Santo Agostinho, Bento XVI e Cuba
*Pe. David
Francisquini
“Hoje é evidente
que a ideologia marxista, na forma em que foi concebida, já não corresponde à
realidade” (S.S. Bento XVI, in OESP
24/3/12, pg. A26).
Perplexo, um amigo me procurou e disse: “Padre, o que
se conclui das palavras de Sua Santidade é que se hoje é evidente que a
ideologia marxista já não corresponde à realidade, antes não era evidente,
portanto, ela correspondia à realidade”.
E acrescentou: “Ora, tendo diversos predecessores de
Bento XVI condenado essa ideologia como intrinsecamente perversa e oposta per
diametrum à doutrina católica, eu simplesmente não compreendo como ela pode
ter sido em algum momento aceitável e correspondido à realidade das coisas”.
Pus-me então a refletir e concluí que não tinha como
discordar, pois de fato muitos Papas afirmaram que o marxismo – ideologia que
nega a Deus e os frutos da Redenção ao pregar o materialismo como ideal
metafísico – é intrinsecamente perverso. E os regimes que o adotam não apenas
pregam, mas combatem por todos os meios, a civilização cristã e os valores
emanados do Supremo Magistério da Igreja.

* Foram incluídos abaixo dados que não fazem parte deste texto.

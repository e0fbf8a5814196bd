//! Data categories: list ids, search plans, and per-category record filters.

use clap::ValueEnum;

use crate::model::RawPlace;

/// Top-level regions used for broad keyword sweeps. The trailing entry
/// catches highway rest-stop branches that carry no province in their name.
static BROAD_REGIONS: &[&str] = &[
    "서울특별시",
    "부산광역시",
    "대구광역시",
    "인천광역시",
    "광주광역시",
    "대전광역시",
    "울산광역시",
    "세종특별자치시",
    "경기도",
    "강원특별자치도",
    "충청북도",
    "충청남도",
    "전북특별자치도",
    "전라남도",
    "경상북도",
    "경상남도",
    "제주특별자치도",
    "고속도로 휴게소",
];

/// Finer-grained sweep for dense categories: provinces plus their major
/// cities, since a single province query caps out at 45 results.
static DETAILED_REGIONS: &[&str] = &[
    "서울특별시",
    "부산광역시",
    "대구광역시",
    "인천광역시",
    "광주광역시",
    "대전광역시",
    "울산광역시",
    "세종특별자치시",
    "경기도 수원시",
    "경기도 성남시",
    "경기도 용인시",
    "경기도 고양시",
    "경기도 부천시",
    "경기도 안산시",
    "경기도 안양시",
    "경기도 화성시",
    "경기도 평택시",
    "경기도 의정부시",
    "경기도 파주시",
    "경기도 김포시",
    "경기도",
    "강원특별자치도 춘천시",
    "강원특별자치도 원주시",
    "강원특별자치도 강릉시",
    "강원특별자치도",
    "충청북도 청주시",
    "충청북도 충주시",
    "충청북도",
    "충청남도 천안시",
    "충청남도 아산시",
    "충청남도",
    "전북특별자치도 전주시",
    "전북특별자치도 군산시",
    "전북특별자치도 익산시",
    "전북특별자치도",
    "전라남도 여수시",
    "전라남도 순천시",
    "전라남도 목포시",
    "전라남도",
    "경상북도 포항시",
    "경상북도 구미시",
    "경상북도 경주시",
    "경상북도",
    "경상남도 창원시",
    "경상남도 김해시",
    "경상남도 진주시",
    "경상남도 양산시",
    "경상남도",
    "제주특별자치도 제주시",
    "제주특별자치도 서귀포시",
];

/// Regions big enough to warrant extra query variants.
static LARGE_REGIONS: &[&str] = &[
    "경기도",
    "서울특별시",
    "경상북도",
    "경상남도",
    "전라남도",
];

#[derive(Debug, Clone, Copy, PartialEq, Eq, ValueEnum)]
pub enum Category {
    MiddleSchool,
    Mcdonalds,
    Subway,
    Library,
    Pool,
    HighSchool,
}

impl Category {
    pub const ALL: &'static [Category] = &[
        Category::MiddleSchool,
        Category::Mcdonalds,
        Category::Subway,
        Category::Library,
        Category::Pool,
        Category::HighSchool,
    ];

    /// Numeric id of the pin file this category writes (`data/<id>.json`).
    pub fn list_id(&self) -> u32 {
        match self {
            Category::MiddleSchool => 1,
            Category::Mcdonalds => 2,
            Category::Subway => 3,
            Category::Library => 4,
            Category::Pool => 5,
            Category::HighSchool => 9,
        }
    }

    pub fn label(&self) -> &'static str {
        match self {
            Category::MiddleSchool => "중학교",
            Category::Mcdonalds => "맥도날드",
            Category::Subway => "써브웨이",
            Category::Library => "공공도서관",
            Category::Pool => "공공수영장",
            Category::HighSchool => "고등학교",
        }
    }

    fn keywords(&self) -> &'static [&'static str] {
        match self {
            Category::MiddleSchool => &["중학교"],
            Category::HighSchool => &["고등학교"],
            Category::Mcdonalds => &["맥도날드"],
            // Kakao spells the sandwich chain 써브웨이.
            Category::Subway => &["써브웨이"],
            Category::Library => &[
                "도서관",
                "공공도서관",
                "시립도서관",
                "구립도서관",
                "군립도서관",
                "도립도서관",
                "국립도서관",
            ],
            Category::Pool => &[
                "수영장",
                "공공수영장",
                "시립수영장",
                "구민수영장",
                "국민체육센터 수영장",
            ],
        }
    }

    /// Regions to sweep. Store chains get the broad list (plus the highway
    /// rest-stop query); everything else needs city-level granularity.
    pub fn search_regions(&self) -> &'static [&'static str] {
        match self {
            Category::Mcdonalds => BROAD_REGIONS,
            _ => DETAILED_REGIONS,
        }
    }

    /// All keyword-search queries to run for one region.
    pub fn queries(&self, region: &str) -> Vec<String> {
        let mut queries = Vec::new();
        for keyword in self.keywords() {
            queries.push(format!("{region} {keyword}"));
            queries.push(format!("{keyword} {region}"));
        }
        if *self == Category::Mcdonalds && LARGE_REGIONS.contains(&region) {
            queries.push(format!("{region} 맥도날드 드라이브스루"));
            queries.push(format!("{region} 맥도날드 24시"));
        }
        queries
    }

    /// Category-specific relevance filter over raw search results.
    pub fn accepts(&self, place: &RawPlace, category_name: &str) -> bool {
        let name = &place.name;
        match self {
            Category::MiddleSchool => {
                name.contains("중학교")
                    && (category_name.contains("교육") || category_name.contains("학교"))
                    && (name.ends_with("학교") || name.contains("예정"))
            }
            Category::HighSchool => {
                name.contains("고등학교")
                    && (category_name.contains("교육") || category_name.contains("학교"))
                    && (name.ends_with("학교") || name.contains("예정"))
            }
            Category::Mcdonalds => name.contains("맥도날드") || name.contains("McDonald"),
            Category::Subway => {
                (name.contains("써브웨이")
                    || name.contains("서브웨이")
                    || name.to_uppercase().contains("SUBWAY"))
                    && !category_name.contains("지하철")
            }
            Category::Library => {
                name.contains("도서관")
                    && category_name.contains("도서관")
                    && !["학교도서관", "대학도서관", "어린이집", "유치원", "사립"]
                        .iter()
                        .any(|ex| name.contains(ex))
            }
            Category::Pool => {
                name.contains("수영장")
                    && category_name.contains("수영")
                    && !["호텔", "리조트", "키즈카페"]
                        .iter()
                        .any(|ex| name.contains(ex))
            }
        }
    }
}

/// School level for NEIS enrichment.
#[derive(Debug, Clone, Copy, ValueEnum)]
pub enum SchoolLevel {
    Middle,
    High,
}

impl SchoolLevel {
    /// NEIS SCHUL_KND_SC_NM parameter value.
    pub fn kind_name(&self) -> &'static str {
        match self {
            SchoolLevel::Middle => "중학교",
            SchoolLevel::High => "고등학교",
        }
    }

    /// The pin category this level's enrichment targets.
    pub fn category(&self) -> Category {
        match self {
            SchoolLevel::Middle => Category::MiddleSchool,
            SchoolLevel::High => Category::HighSchool,
        }
    }
}

#[cfg(test)]
mod tests {
    use super::*;

    fn named(name: &str) -> RawPlace {
        RawPlace {
            name: name.into(),
            ..Default::default()
        }
    }

    #[test]
    fn library_filter_excludes_school_libraries() {
        let cat = Category::Library;
        assert!(cat.accepts(&named("구립은평뉴타운도서관"), "문화,예술 > 도서관"));
        assert!(!cat.accepts(&named("한국대학도서관"), "문화,예술 > 도서관"));
        assert!(!cat.accepts(&named("성심유치원도서관"), "문화,예술 > 도서관"));
        assert!(!cat.accepts(&named("북카페도서관"), "음식점 > 카페"));
    }

    #[test]
    fn subway_filter_rejects_metro_stations() {
        let cat = Category::Subway;
        assert!(cat.accepts(&named("써브웨이 강남점"), "음식점 > 샌드위치"));
        assert!(cat.accepts(&named("SUBWAY 홍대입구점"), "음식점 > 샌드위치"));
        assert!(!cat.accepts(&named("서브웨이입구"), "교통,수송 > 지하철,전철"));
    }

    #[test]
    fn school_filter_requires_school_suffix_or_planned() {
        let cat = Category::HighSchool;
        assert!(cat.accepts(&named("경기고등학교"), "교육,학문 > 학교 > 고등학교"));
        assert!(cat.accepts(&named("가칭 운정고등학교(개교예정)"), "교육,학문"));
        assert!(!cat.accepts(&named("고등학교 앞 문구점"), "쇼핑,유통 > 문구"));
        assert!(!cat.accepts(&named("경기고등학교"), "여행 > 관광명소"));
    }

    #[test]
    fn mcdonalds_filter_matches_either_spelling() {
        let cat = Category::Mcdonalds;
        assert!(cat.accepts(&named("맥도날드 서울시청점"), "음식점 > 패스트푸드"));
        assert!(cat.accepts(&named("McDonald's DT"), "음식점"));
        assert!(!cat.accepts(&named("버거킹 시청점"), "음식점 > 패스트푸드"));
    }

    #[test]
    fn every_category_has_a_distinct_list_id() {
        let mut ids: Vec<u32> = Category::ALL.iter().map(|c| c.list_id()).collect();
        ids.sort_unstable();
        ids.dedup();
        assert_eq!(ids.len(), Category::ALL.len());
    }
}
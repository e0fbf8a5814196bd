//! Reconciliation: joining pins against reference records.
//!
//! Two joins, both in-memory and in-place:
//! - region reconciliation against a raw search snapshot, keyed by
//!   `name|address`, with address-text extraction as the fallback so every
//!   pin ends up with a region;
//! - school enrichment against NEIS records, keyed by whitespace-stripped
//!   name, with no fallback.

use std::collections::HashMap;

use crate::model::{Pin, RawPlace, SchoolInfo};
use crate::region::extract_region;

fn raw_key(name: &str, address: &str) -> String {
    format!("{name}|{address}")
}

fn name_key(name: &str) -> String {
    name.chars().filter(|c| !c.is_whitespace()).collect()
}

/// Set `region` on every pin, and `url` where the pin lacks one, from the
/// raw snapshot. Pins absent from the snapshot get their region extracted
/// from their own description text instead. Returns the number of pins
/// matched via the snapshot (fallback derivations are not counted).
pub fn apply_regions(pins: &mut [Pin], places: &[RawPlace]) -> usize {
    // Last write wins on duplicate keys; the upstream dataset is expected
    // to be unique on name+address.
    let mut by_key: HashMap<String, (&'static str, &str)> = HashMap::new();
    for place in places {
        let address = place.best_address();
        by_key.insert(
            raw_key(&place.name, address),
            (extract_region(address), place.url.as_str()),
        );
    }

    let mut matched = 0;
    for pin in pins.iter_mut() {
        match by_key.get(&raw_key(&pin.title, &pin.description)) {
            Some((region, url)) => {
                pin.region = Some(region.to_string());
                if pin.url.as_deref().unwrap_or("").is_empty() && !url.is_empty() {
                    pin.url = Some(url.to_string());
                }
                matched += 1;
            }
            None => {
                pin.region = Some(extract_region(&pin.description).to_string());
            }
        }
    }
    matched
}

/// Copy NEIS attributes onto school pins whose whitespace-stripped title
/// matches a record's name. Unmatched pins are left untouched. Returns the
/// number of matched pins.
pub fn apply_school_info(pins: &mut [Pin], schools: &[SchoolInfo]) -> usize {
    let mut by_name: HashMap<String, &SchoolInfo> = HashMap::new();
    for info in schools {
        by_name.insert(name_key(&info.name), info);
    }

    let mut matched = 0;
    for pin in pins.iter_mut() {
        if let Some(info) = by_name.get(&name_key(&pin.title)) {
            pin.coed_type = Some(info.coed_type.clone());
            pin.found_type = Some(info.found_type.clone());
            pin.neis_code = Some(info.neis_code.clone());
            matched += 1;
        }
    }
    matched
}

#[cfg(test)]
mod tests {
    use super::*;
    use crate::region::UNKNOWN_REGION;

    fn pin(title: &str, description: &str) -> Pin {
        Pin {
            latitude: 0.0,
            longitude: 0.0,
            title: title.into(),
            description: description.into(),
            region: None,
            url: None,
            coed_type: None,
            found_type: None,
            neis_code: None,
        }
    }

    fn place(name: &str, address: &str) -> RawPlace {
        RawPlace {
            name: name.into(),
            address: address.into(),
            ..Default::default()
        }
    }

    #[test]
    fn matched_pin_gets_region_from_snapshot() {
        let places = vec![place("서울도서관", "서울특별시 중구 세종대로 110")];
        let mut pins = vec![pin("서울도서관", "서울특별시 중구 세종대로 110")];
        let matched = apply_regions(&mut pins, &places);
        assert_eq!(matched, 1);
        assert_eq!(pins[0].region.as_deref(), Some("서울특별시"));
    }

    #[test]
    fn unmatched_pin_falls_back_to_own_address() {
        let mut pins = vec![pin("이름없음", "부산광역시 해운대구 우동 1408-5")];
        let matched = apply_regions(&mut pins, &[]);
        assert_eq!(matched, 0);
        assert_eq!(pins[0].region.as_deref(), Some("부산광역시"));
    }

    #[test]
    fn unrecognized_address_gets_sentinel() {
        let mut pins = vec![pin("미확인", "알수없는주소")];
        let matched = apply_regions(&mut pins, &[]);
        assert_eq!(matched, 0);
        assert_eq!(pins[0].region.as_deref(), Some(UNKNOWN_REGION));
    }

    #[test]
    fn every_pin_has_region_after_pass() {
        let places = vec![place("A", "서울 중구")];
        let mut pins = vec![
            pin("A", "서울 중구"),
            pin("B", "경기 수원시"),
            pin("C", ""),
        ];
        apply_regions(&mut pins, &places);
        assert!(pins.iter().all(|p| !p.region.as_deref().unwrap().is_empty()));
    }

    #[test]
    fn road_address_preferred_for_key() {
        let mut reference = place("A", "서울 중구 태평로1가 31");
        reference.road_address = "서울 중구 세종대로 110".into();
        let mut pins = vec![pin("A", "서울 중구 세종대로 110")];
        assert_eq!(apply_regions(&mut pins, &[reference]), 1);
    }

    #[test]
    fn key_collision_last_write_wins() {
        let mut first = place("A", "B");
        first.url = "http://first".into();
        let second = place("A", "B");
        // Both normalize to key "A|B"; the second record's (tokenless)
        // address drives the region.
        let mut pins = vec![pin("A", "B")];
        let matched = apply_regions(&mut pins, &[first, second]);
        assert_eq!(matched, 1);
        assert_eq!(pins[0].region.as_deref(), Some(UNKNOWN_REGION));
        assert!(pins[0].url.is_none());
    }

    #[test]
    fn url_copied_only_when_pin_lacks_one() {
        let mut with_url = place("A", "서울 중구");
        with_url.url = "http://place.map/1".into();
        let mut pins = vec![pin("A", "서울 중구")];
        apply_regions(&mut pins, &[with_url.clone()]);
        assert_eq!(pins[0].url.as_deref(), Some("http://place.map/1"));

        // A matching record with an empty url must not clobber it.
        with_url.url.clear();
        apply_regions(&mut pins, &[with_url]);
        assert_eq!(pins[0].url.as_deref(), Some("http://place.map/1"));
    }

    #[test]
    fn reapplication_is_stable() {
        let mut places = vec![place("서울도서관", "서울특별시 중구 세종대로 110")];
        places[0].url = "http://place.map/2".into();
        let mut pins = vec![
            pin("서울도서관", "서울특별시 중구 세종대로 110"),
            pin("이름없음", "부산광역시 해운대구"),
        ];
        apply_regions(&mut pins, &places);
        let snapshot = pins.clone();
        apply_regions(&mut pins, &places);
        assert_eq!(
            serde_json::to_string(&pins).unwrap(),
            serde_json::to_string(&snapshot).unwrap()
        );
    }

    #[test]
    fn school_join_strips_whitespace() {
        let schools = vec![SchoolInfo {
            name: "서울 대진고등학교".into(),
            coed_type: "남학교".into(),
            found_type: "사립".into(),
            neis_code: "B107010123".into(),
            ..Default::default()
        }];
        let mut pins = vec![pin("서울대진고등학교", "서울 노원구")];
        let matched = apply_school_info(&mut pins, &schools);
        assert_eq!(matched, 1);
        assert_eq!(pins[0].coed_type.as_deref(), Some("남학교"));
        assert_eq!(pins[0].found_type.as_deref(), Some("사립"));
        assert_eq!(pins[0].neis_code.as_deref(), Some("B107010123"));
    }

    #[test]
    fn school_miss_leaves_pin_untouched() {
        let schools = vec![SchoolInfo {
            name: "다른학교".into(),
            ..Default::default()
        }];
        let mut pins = vec![pin("서울대진고등학교", "서울 노원구")];
        assert_eq!(apply_school_info(&mut pins, &schools), 0);
        assert!(pins[0].coed_type.is_none());
        assert!(pins[0].neis_code.is_none());
    }
}
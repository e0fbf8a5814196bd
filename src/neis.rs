//! NEIS open-data client for school attributes.
//!
//! The schoolInfo endpoint is queried once per provincial education office.
//! Its JSON envelope is irregular (the first array element is result
//! metadata, the second carries the rows), so the walk is defensive and a
//! failed office degrades to zero rows instead of aborting the sweep.

use std::time::Duration;

use anyhow::{Context, Result};
use indicatif::{ProgressBar, ProgressStyle};
use serde_json::Value;
use tracing::{info, warn};

use crate::category::SchoolLevel;
use crate::model::SchoolInfo;

const SCHOOL_INFO_URL: &str = "https://open.neis.go.kr/hub/schoolInfo";
const PAGE_SIZE: u32 = 1000;
const REQUEST_DELAY_MS: u64 = 100;

/// Provincial education office codes (ATPT_OFCDC_SC_CODE).
static SIDO_CODES: &[(&str, &str)] = &[
    ("서울", "B10"),
    ("부산", "C10"),
    ("대구", "D10"),
    ("인천", "E10"),
    ("광주", "F10"),
    ("대전", "G10"),
    ("울산", "H10"),
    ("세종", "I10"),
    ("경기", "J10"),
    ("강원", "K10"),
    ("충북", "M10"),
    ("충남", "N10"),
    ("전북", "P10"),
    ("전남", "Q10"),
    ("경북", "R10"),
    ("경남", "S10"),
    ("제주", "T10"),
];

/// Fetch every school of the given level nationwide.
pub async fn fetch_all_schools(api_key: &str, level: SchoolLevel) -> Result<Vec<SchoolInfo>> {
    let client = reqwest::Client::new();
    let mut schools = Vec::new();

    let pb = ProgressBar::new(SIDO_CODES.len() as u64);
    pb.set_style(
        ProgressStyle::default_bar()
            .template("[{elapsed_precise}] {bar:40} {pos}/{len} {msg}")?
            .progress_chars("=> "),
    );

    for &(sido_name, sido_code) in SIDO_CODES {
        pb.set_message(sido_name.to_string());

        let mut page = 1;
        loop {
            let rows = match fetch_page(&client, api_key, sido_code, level, page).await {
                Ok(rows) => rows,
                Err(e) => {
                    warn!("NEIS query failed for {} page {}: {}", sido_name, page, e);
                    Vec::new()
                }
            };
            let count = rows.len();
            schools.extend(rows.iter().map(|row| row_to_school(row, sido_name)));

            if count < PAGE_SIZE as usize {
                break;
            }
            page += 1;
            tokio::time::sleep(Duration::from_millis(REQUEST_DELAY_MS)).await;
        }

        tokio::time::sleep(Duration::from_millis(REQUEST_DELAY_MS)).await;
        pb.inc(1);
    }

    pb.finish_and_clear();
    info!("Fetched {} {} records from NEIS", schools.len(), level.kind_name());
    Ok(schools)
}

async fn fetch_page(
    client: &reqwest::Client,
    api_key: &str,
    sido_code: &str,
    level: SchoolLevel,
    page: u32,
) -> Result<Vec<Value>> {
    let page = page.to_string();
    let size = PAGE_SIZE.to_string();
    let resp = client
        .get(SCHOOL_INFO_URL)
        .query(&[
            ("KEY", api_key),
            ("Type", "json"),
            ("pIndex", page.as_str()),
            ("pSize", size.as_str()),
            ("ATPT_OFCDC_SC_CODE", sido_code),
            ("SCHUL_KND_SC_NM", level.kind_name()),
        ])
        .send()
        .await
        .context("NEIS request failed")?
        .error_for_status()
        .context("NEIS returned an error status")?;

    let body: Value = resp.json().await.context("Malformed NEIS response")?;
    Ok(extract_rows(&body))
}

/// Pull the row array out of the schoolInfo envelope. An error envelope
/// (quota exceeded, no data) has no second element and yields no rows.
fn extract_rows(body: &Value) -> Vec<Value> {
    body.get("schoolInfo")
        .and_then(|v| v.as_array())
        .and_then(|arr| arr.get(1))
        .and_then(|v| v.get("row"))
        .and_then(|v| v.as_array())
        .cloned()
        .unwrap_or_default()
}

fn row_to_school(row: &Value, sido_name: &str) -> SchoolInfo {
    let field = |key: &str| -> String {
        row.get(key)
            .and_then(|v| v.as_str())
            .unwrap_or("")
            .to_string()
    };

    let road_address = field("ORG_RDNMA");
    let address = if road_address.is_empty() {
        field("ORG_RDNDA")
    } else {
        road_address
    };
    let school_code = field("SD_SCHUL_CODE");
    let office_code = field("ATPT_OFCDC_SC_CODE");

    SchoolInfo {
        name: field("SCHUL_NM"),
        address,
        coed_type: normalize_coed(&field("COEDU_SC_NM")),
        found_type: field("FOND_SC_NM"),
        sido: sido_name.to_string(),
        neis_code: format!("{office_code}{school_code}"),
        school_code,
    }
}

/// Normalize the NEIS coeducation label to the display vocabulary.
fn normalize_coed(raw: &str) -> String {
    match raw {
        "남" => "남학교".to_string(),
        "여" => "여학교".to_string(),
        "남여공학" => "공학".to_string(),
        "" => "미분류".to_string(),
        other => other.to_string(),
    }
}
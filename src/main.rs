mod category;
mod kakao;
mod model;
mod neis;
mod reconcile;
mod region;
mod store;

use std::path::{Path, PathBuf};
use std::time::Instant;

use anyhow::{Context, Result};
use clap::{Parser, Subcommand};

use category::{Category, SchoolLevel};
use model::{Pin, PinFile, RawPlace, SchoolInfo, Snapshot};

#[derive(Parser)]
#[command(name = "pin_collector", about = "Korean map pin collector (Kakao Local + NEIS)")]
struct Cli {
    /// Directory holding pin files and raw snapshots
    #[arg(long, default_value = "data")]
    data_dir: PathBuf,
    #[command(subcommand)]
    command: Commands,
}

#[derive(Subcommand)]
enum Commands {
    /// Collect one category from Kakao and write its pin file + raw snapshot
    Fetch {
        #[arg(value_enum)]
        category: Category,
    },
    /// Join NEIS school attributes onto school pins
    Enrich {
        #[arg(value_enum)]
        level: SchoolLevel,
    },
    /// Re-derive regions for every category with a stored snapshot
    Region,
    /// Pin counts and region coverage per category
    Stats,
}

#[tokio::main]
async fn main() -> Result<()> {
    dotenvy::dotenv().ok();
    tracing_subscriber::fmt()
        .with_env_filter(
            tracing_subscriber::EnvFilter::try_from_default_env()
                .unwrap_or_else(|_| "info".into()),
        )
        .init();

    let t0 = Instant::now();
    let cli = Cli::parse();

    let result = match cli.command {
        Commands::Fetch { category } => fetch(&cli.data_dir, category).await,
        Commands::Enrich { level } => enrich(&cli.data_dir, level).await,
        Commands::Region => reapply_regions(&cli.data_dir),
        Commands::Stats => stats(&cli.data_dir),
    };

    let elapsed = t0.elapsed();
    if elapsed.as_secs() >= 1 {
        println!("\nDone in {}", format_duration(elapsed));
    }

    result
}

async fn fetch(data_dir: &Path, category: Category) -> Result<()> {
    let api_key = std::env::var("KAKAO_API_KEY")
        .context("KAKAO_API_KEY is not set (get a REST key at developers.kakao.com and put it in .env)")?;

    println!(
        "Collecting {} across {} regions...",
        category.label(),
        category.search_regions().len()
    );
    let places = kakao::fetch_category(&api_key, category).await?;
    println!("{} unique places after filtering and dedup.", places.len());

    let mut pins: Vec<Pin> = places.iter().map(Pin::from_raw).collect();
    let pin_count = pins.len();
    let matched = reconcile::apply_regions(&mut pins, &places);

    let snapshot_path = store::snapshot_path(data_dir, category.list_id());
    store::save_snapshot(&snapshot_path, &places)?;

    let pins_path = store::pins_path(data_dir, category.list_id());
    store::save_pins(&pins_path, &PinFile { pins })?;

    println!(
        "Saved {} pins ({} region-matched) to {}",
        pin_count,
        matched,
        pins_path.display()
    );
    println!("Raw snapshot: {}", snapshot_path.display());
    Ok(())
}

async fn enrich(data_dir: &Path, level: SchoolLevel) -> Result<()> {
    let api_key = std::env::var("NEIS_API_KEY")
        .context("NEIS_API_KEY is not set (get a key at open.neis.go.kr and put it in .env)")?;

    let category = level.category();
    let pins_path = store::pins_path(data_dir, category.list_id());
    let mut file = store::load_pins(&pins_path)
        .with_context(|| format!("No pin file for {}; run 'fetch' first", category.label()))?;

    println!("Fetching {} records from NEIS...", level.kind_name());
    let schools = neis::fetch_all_schools(&api_key, level).await?;
    store::save_snapshot(&store::neis_snapshot_path(data_dir, level.kind_name()), &schools)?;

    let total = file.pins.len();
    let matched = reconcile::apply_school_info(&mut file.pins, &schools);
    store::save_pins(&pins_path, &file)?;

    println!(
        "Matched {}/{} {} pins against {} NEIS records.",
        matched,
        total,
        category.label(),
        schools.len()
    );
    Ok(())
}

/// Port of the one-off region backfill: rebuild the region field of every
/// pin file from its stored raw snapshot.
fn reapply_regions(data_dir: &Path) -> Result<()> {
    let mut total = 0usize;
    for &category in Category::ALL {
        let snapshot_path = store::snapshot_path(data_dir, category.list_id());
        let pins_path = store::pins_path(data_dir, category.list_id());
        if !snapshot_path.exists() || !pins_path.exists() {
            println!("{}: no snapshot or pin file, skipping.", category.label());
            continue;
        }

        let snapshot: Snapshot<RawPlace> = store::load_snapshot(&snapshot_path)?;
        let mut file = store::load_pins(&pins_path)?;
        let count = file.pins.len();
        let matched = reconcile::apply_regions(&mut file.pins, &snapshot.records);
        store::save_pins(&pins_path, &file)?;

        println!(
            "{}: {} pins updated ({} matched, {} derived from address).",
            category.label(),
            count,
            matched,
            count - matched
        );
        total += count;
    }
    println!("\n{} pins updated in total.", total);
    Ok(())
}

fn stats(data_dir: &Path) -> Result<()> {
    println!(
        "{:>2} | {:<10} | {:>5} | {:>6} | {:>7} | {:>8}",
        "id", "category", "pins", "region", "unknown", "enriched"
    );
    println!("{}", "-".repeat(56));

    for &category in Category::ALL {
        let pins_path = store::pins_path(data_dir, category.list_id());
        if !pins_path.exists() {
            continue;
        }
        let file = store::load_pins(&pins_path)?;

        let with_region = file.pins.iter().filter(|p| p.region.is_some()).count();
        let unknown = file
            .pins
            .iter()
            .filter(|p| p.region.as_deref() == Some(region::UNKNOWN_REGION))
            .count();
        let enriched = file.pins.iter().filter(|p| p.neis_code.is_some()).count();

        println!(
            "{:>2} | {:<10} | {:>5} | {:>6} | {:>7} | {:>8}",
            category.list_id(),
            category.label(),
            file.pins.len(),
            with_region,
            unknown,
            enriched
        );
    }

    if let Ok(entries) = enrich_snapshots(data_dir) {
        if !entries.is_empty() {
            println!("\n--- NEIS snapshots ---");
            for (kind, count, fetched_at) in entries {
                println!("  {}: {} records (fetched {})", kind, count, fetched_at);
            }
        }
    }
    Ok(())
}

fn enrich_snapshots(data_dir: &Path) -> Result<Vec<(String, usize, String)>> {
    let mut entries = Vec::new();
    for kind in ["중학교", "고등학교"] {
        let path = store::neis_snapshot_path(data_dir, kind);
        if !path.exists() {
            continue;
        }
        let snapshot: Snapshot<SchoolInfo> = store::load_snapshot(&path)?;
        entries.push((
            kind.to_string(),
            snapshot.records.len(),
            snapshot.fetched_at.format("%Y-%m-%d %H:%M UTC").to_string(),
        ));
    }
    Ok(entries)
}

fn format_duration(d: std::time::Duration) -> String {
    let secs = d.as_secs();
    if secs < 60 {
        format!("{:.1}s", d.as_secs_f64())
    } else if secs < 3600 {
        format!("{}m {}s", secs / 60, secs % 60)
    } else {
        format!("{}h {}m {}s", secs / 3600, (secs % 3600) / 60, secs % 60)
    }
}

Enquanto refletia, passavam pela minha mente algumas
notícias que eu acabava de ler nos jornais. Uma delas informava que o cardeal
de Havana, D. Jaime Ortega, chamou a polícia comunista para expulsar de uma
igreja os católicos que ali estavam em vigília de orações para protestar contra
o regime opressor. Outra notícia dizia que o Núncio Apostólico se negou a
receber uma comitiva de católicos perseguidos pelo comunismo que lhe fora pedir
para ter um breve encontro com Bento XVI.
Pensei comigo: se os próprios prelados cuja obrigação é
defender o seu rebanho o tratam deste modo, o que dizer então dos ditadores
comunistas e de seus sequazes?
Entre uma declaração perplexitante e dois fatos
concretos angustiantes recorri a Santo Agostinho. Nele encontrei estas
considerações sobre a Santa Igreja repassadas de unção, que me muito me consolaram.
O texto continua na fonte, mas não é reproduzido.